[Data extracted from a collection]
########

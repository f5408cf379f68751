//! The traversal aggregate: one player's progression through a story.
//!
//! A traversal owns the state machine position, the turn counter, the
//! entity ledger and the policy tracker of its current scene. The engine
//! drives it in two phases: [`Traversal::begin`] validates an incoming
//! command and names the [`Step`] to resolve, and [`Traversal::accept`]
//! folds the resolved batch in. `accept` is meant to run on a clone so a
//! rejected batch never leaves partial state behind.

use std::collections::HashSet;
use std::fmt;

use chrono::{DateTime, Utc};
use nearfield_core::action::{ActionKey, ActionType, NextActionType, TraversalState};
use nearfield_core::error::AdvanceError;
use nearfield_core::model::{AdvanceResult, InteractionPolicy, NarrativeUnit, SceneStatus};
use tracing::warn;
use uuid::Uuid;

use super::clue::ClueMint;
use super::commands::Advance;
use super::ledger::EntityLedger;
use super::policy::PolicyTracker;

/// Arena key of a traversal.
#[derive(Debug, Clone, PartialEq, Eq, Hash)]
pub struct TraversalKey {
    /// The player session.
    pub session_id: Uuid,
    /// The story being traversed.
    pub story_id: String,
}

impl TraversalKey {
    /// Creates a key.
    #[must_use]
    pub fn new(session_id: Uuid, story_id: impl Into<String>) -> Self {
        Self {
            session_id,
            story_id: story_id.into(),
        }
    }
}

impl fmt::Display for TraversalKey {
    fn fmt(&self, f: &mut fmt::Formatter<'_>) -> fmt::Result {
        write!(f, "{}/{}", self.session_id, self.story_id)
    }
}

/// A validated unit of work, ready to be resolved against a provider.
#[derive(Debug, Clone, PartialEq, Eq)]
pub enum Step {
    /// Enter a scene fresh.
    Load {
        /// The scene to enter.
        scene_id: String,
    },
    /// Count and resolve the given turn.
    Interact {
        /// The turn number after increment.
        turn: u32,
    },
    /// Decline the intervention.
    Pass,
}

impl Step {
    /// The key resolved first for this step.
    #[must_use]
    pub fn action_key(&self) -> ActionKey {
        match self {
            Self::Load { .. } => ActionKey::LoadScene,
            Self::Interact { turn } => ActionKey::InteractTurn(*turn),
            Self::Pass => ActionKey::Pass,
        }
    }

    /// The key resolved when [`Self::action_key`] has no content.
    #[must_use]
    pub fn fallback_key(&self) -> Option<ActionKey> {
        match self {
            Self::Interact { .. } => Some(ActionKey::InteractDefault),
            _ => None,
        }
    }
}

/// One player's progression through a story's scenes.
#[derive(Debug, Clone)]
pub struct Traversal {
    pub(crate) key: TraversalKey,
    pub(crate) state: TraversalState,
    pub(crate) scene_id: Option<String>,
    pub(crate) turn: u32,
    pub(crate) ledger: EntityLedger,
    pub(crate) policy: PolicyTracker,
    pub(crate) clues: ClueMint,
    pub(crate) last_status: Option<SceneStatus>,
    pub(crate) started_at: DateTime<Utc>,
    pub(crate) last_advanced_at: Option<DateTime<Utc>>,
    seen_units: HashSet<String>,
}

impl Traversal {
    /// Creates an uninitialized traversal.
    #[must_use]
    pub fn new(key: TraversalKey, started_at: DateTime<Utc>) -> Self {
        Self {
            key,
            state: TraversalState::Uninitialized,
            scene_id: None,
            turn: 0,
            ledger: EntityLedger::new(),
            policy: PolicyTracker::new(),
            clues: ClueMint::new(),
            last_status: None,
            started_at,
            last_advanced_at: None,
            seen_units: HashSet::new(),
        }
    }

    /// The traversal key.
    #[must_use]
    pub fn key(&self) -> &TraversalKey {
        &self.key
    }

    /// Current state machine position.
    #[must_use]
    pub fn state(&self) -> TraversalState {
        self.state
    }

    /// The scene currently entered, if any.
    #[must_use]
    pub fn scene_id(&self) -> Option<&str> {
        self.scene_id.as_deref()
    }

    /// Accepted turns in the current scene.
    #[must_use]
    pub fn turn(&self) -> u32 {
        self.turn
    }

    /// The entity ledger of the current scene.
    #[must_use]
    pub fn ledger(&self) -> &EntityLedger {
        &self.ledger
    }

    /// The active interaction policy, if any.
    #[must_use]
    pub fn policy(&self) -> Option<&InteractionPolicy> {
        self.policy.policy()
    }

    /// True once a step has ended the story.
    #[must_use]
    pub fn is_story_over(&self) -> bool {
        self.last_status.as_ref().is_some_and(|s| s.is_story_over)
    }

    /// Validates `command` against the state machine and names the step
    /// to resolve.
    ///
    /// # Errors
    ///
    /// Returns `AdvanceError::StoryOver` once the story has ended,
    /// `AdvanceError::InvalidTransition` for an action the current state
    /// does not accept, and `AdvanceError::Validation` for a mismatched
    /// scene or a turn input on a non-`INTERACT` action.
    pub fn begin(&self, command: &Advance) -> Result<Step, AdvanceError> {
        if command.turn_input.is_some() && command.action != ActionType::Interact {
            return Err(AdvanceError::Validation(format!(
                "turn input is only accepted with INTERACT, not {}",
                command.action
            )));
        }
        if self.is_story_over() {
            return Err(AdvanceError::StoryOver(self.key.story_id.clone()));
        }

        match (self.state, command.action) {
            (TraversalState::Uninitialized, ActionType::LoadScene) => Ok(Step::Load {
                scene_id: command.scene_id.clone(),
            }),
            (TraversalState::SceneEnded, ActionType::LoadScene) => self.hand_off(&command.scene_id),
            (
                TraversalState::PlayingNarrative
                | TraversalState::AwaitingInteraction
                | TraversalState::AwaitingIntervention,
                ActionType::Interact,
            ) => {
                self.ensure_current_scene(&command.scene_id)?;
                Ok(Step::Interact {
                    turn: self.turn + 1,
                })
            }
            (TraversalState::AwaitingIntervention, ActionType::Pass) => {
                self.ensure_current_scene(&command.scene_id)?;
                Ok(Step::Pass)
            }
            (state, action) => Err(AdvanceError::InvalidTransition { state, action }),
        }
    }

    /// True when `batch` would spend the last turn of the budget without
    /// ending the scene.
    #[must_use]
    pub fn breaks_forced_convergence(&self, step: &Step, batch: &AdvanceResult) -> bool {
        let Step::Interact { turn } = step else {
            return false;
        };
        if batch.ends_scene() {
            return false;
        }
        let mut budget = self.policy.clone();
        if !budget.is_active() {
            let Some(declared) = batch.declared_policy() else {
                return false;
            };
            if budget.start(declared.max_turns, None, None, turn - 1).is_err() {
                return false;
            }
        }
        match budget.advance("") {
            Ok(_) => budget.is_converged(),
            Err(_) => true,
        }
    }

    /// Folds a resolved batch into the traversal and returns the result
    /// to hand to the caller.
    ///
    /// # Errors
    ///
    /// Returns `AdvanceError::Validation` for malformed batches and
    /// `AdvanceError::PolicyExhausted` when the budget is spent and the
    /// batch does not end the scene. The traversal may be partially
    /// updated on error, so callers run this on a staged copy.
    pub fn accept(
        &mut self,
        step: &Step,
        mut batch: AdvanceResult,
        now: DateTime<Utc>,
    ) -> Result<AdvanceResult, AdvanceError> {
        if let Step::Load { scene_id } = step {
            self.enter_scene(scene_id);
        }
        let scene_id = self
            .scene_id
            .clone()
            .ok_or_else(|| AdvanceError::Validation("no scene has been loaded".to_owned()))?;

        self.record_units(&batch.new_events)?;

        match step {
            Step::Load { .. } => {
                if let Some(declared) = batch.declared_policy().cloned() {
                    self.introduce_policy(&scene_id, &declared, self.turn)?;
                }
            }
            Step::Interact { turn } => {
                if let Some(declared) = batch.declared_policy().cloned() {
                    self.introduce_policy(&scene_id, &declared, turn - 1)?;
                }
                self.turn = *turn;
                if self.policy.is_active() {
                    self.policy.advance(&scene_id)?;
                }
            }
            Step::Pass => {}
        }

        let mut status = std::mem::take(&mut batch.scene_status);
        if matches!(step, Step::Pass)
            || status.is_story_over
            || batch.next_action_type == NextActionType::SceneEnded
        {
            status.is_scene_over = true;
        }
        if self.policy.is_converged() && !status.is_scene_over {
            let max_turns = self.policy.policy().map_or(0, |p| p.max_turns);
            return Err(AdvanceError::PolicyExhausted {
                scene_id,
                max_turns,
            });
        }
        let next_action_type = if status.is_scene_over {
            NextActionType::SceneEnded
        } else {
            batch.next_action_type
        };

        status.interaction_policy = match step {
            Step::Pass => None,
            _ => self.policy.policy().cloned(),
        };
        status.new_clue =
            self.clues
                .admit(&self.key.story_id, status.new_clue.take(), status.is_scene_over);

        self.ledger.apply_all(&batch.entity_updates);
        if status.is_scene_over {
            self.policy.clear();
        }
        self.state = next_action_type.into();
        self.last_status = Some(status.clone());
        self.last_advanced_at = Some(now);

        batch.story_id.clone_from(&self.key.story_id);
        batch.current_scene_id = scene_id;
        batch.scene_status = status;
        batch.next_action_type = next_action_type;
        Ok(batch)
    }

    /// Clue identifiers minted during this traversal.
    pub fn minted_clue_ids(&self) -> impl Iterator<Item = &str> {
        self.clues.minted_ids()
    }

    fn enter_scene(&mut self, scene_id: &str) {
        self.scene_id = Some(scene_id.to_owned());
        self.turn = 0;
        self.ledger = EntityLedger::new();
        self.policy.clear();
        self.seen_units.clear();
        self.last_status = None;
    }

    fn hand_off(&self, scene_id: &str) -> Result<Step, AdvanceError> {
        let current = self.scene_id.as_deref().unwrap_or_default();
        match self
            .last_status
            .as_ref()
            .and_then(|s| s.next_scene_id.as_deref())
        {
            Some(next) if next == scene_id => Ok(Step::Load {
                scene_id: scene_id.to_owned(),
            }),
            Some(next) => Err(AdvanceError::Validation(format!(
                "scene {current} hands off to {next}, not {scene_id}"
            ))),
            None => Err(AdvanceError::Validation(format!(
                "scene {current} does not hand off to another scene"
            ))),
        }
    }

    fn ensure_current_scene(&self, scene_id: &str) -> Result<(), AdvanceError> {
        match self.scene_id.as_deref() {
            Some(current) if current == scene_id => Ok(()),
            current => Err(AdvanceError::Validation(format!(
                "traversal is in scene {}, not {scene_id}",
                current.unwrap_or("<none>")
            ))),
        }
    }

    /// Starts the declared policy with its count aligned to the scene's
    /// turn counter, `elapsed` being the turns taken before this batch.
    fn introduce_policy(
        &mut self,
        scene_id: &str,
        declared: &InteractionPolicy,
        elapsed: u32,
    ) -> Result<(), AdvanceError> {
        match self.policy.policy() {
            None => self.policy.start(
                declared.max_turns,
                declared.goal.clone(),
                declared.constraints.clone(),
                elapsed,
            ),
            Some(active) if active.max_turns != declared.max_turns => {
                warn!(
                    scene_id,
                    active = active.max_turns,
                    declared = declared.max_turns,
                    "ignoring change of max_turns within a scene"
                );
                Ok(())
            }
            Some(_) => Ok(()),
        }
    }

    fn record_units(&mut self, units: &[NarrativeUnit]) -> Result<(), AdvanceError> {
        for unit in units {
            if unit.unit_id.is_empty() {
                return Err(AdvanceError::Validation(
                    "narrative unit without unit_id".to_owned(),
                ));
            }
            if !self.seen_units.insert(unit.unit_id.clone()) {
                return Err(AdvanceError::Validation(format!(
                    "duplicate unit_id {} in scene traversal",
                    unit.unit_id
                )));
            }
        }
        Ok(())
    }
}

########

= EXERCISE =
Copy the lines above exactly. Start with the line containing "of a traversal.", end with the line containing "#[derive(Debug, Clone)]", and include both.

= OUTPUT OF THE EXERCISE =
/// Arena key of a traversal.
#[derive(Debug, Clone, PartialEq, Eq, Hash)]
pub struct TraversalKey {
    /// The player session.
    pub session_id: Uuid,
    /// The story being traversed.
    pub story_id: String,
}

impl TraversalKey {
    /// Creates a key.
    #[must_use]
    pub fn new(session_id: Uuid, story_id: impl Into<String>) -> Self {
        Self {
            session_id,
            story_id: story_id.into(),
        }
    }
}

impl fmt::Display for TraversalKey {
    fn fmt(&self, f: &mut fmt::Formatter<'_>) -> fmt::Result {
        write!(f, "{}/{}", self.session_id, self.story_id)
    }
}

/// A validated unit of work, ready to be resolved against a provider.
#[derive(Debug, Clone, PartialEq, Eq)]
pub enum Step {
    /// Enter a scene fresh.
    Load {
        /// The scene to enter.
        scene_id: String,
    },
    /// Count and resolve the given turn.
    Interact {
        /// The turn number after increment.
        turn: u32,
    },
    /// Decline the intervention.
    Pass,
}

impl Step {
    /// The key resolved first for this step.
    #[must_use]
    pub fn action_key(&self) -> ActionKey {
        match self {
            Self::Load { .. } => ActionKey::LoadScene,
            Self::Interact { turn } => ActionKey::InteractTurn(*turn),
            Self::Pass => ActionKey::Pass,
        }
    }

    /// The key resolved when [`Self::action_key`] has no content.
    #[must_use]
    pub fn fallback_key(&self) -> Option<ActionKey> {
        match self {
            Self::Interact { .. } => Some(ActionKey::InteractDefault),
            _ => None,
        }
    }
}

/// One player's progression through a story's scenes.
#[derive(Debug, Clone)]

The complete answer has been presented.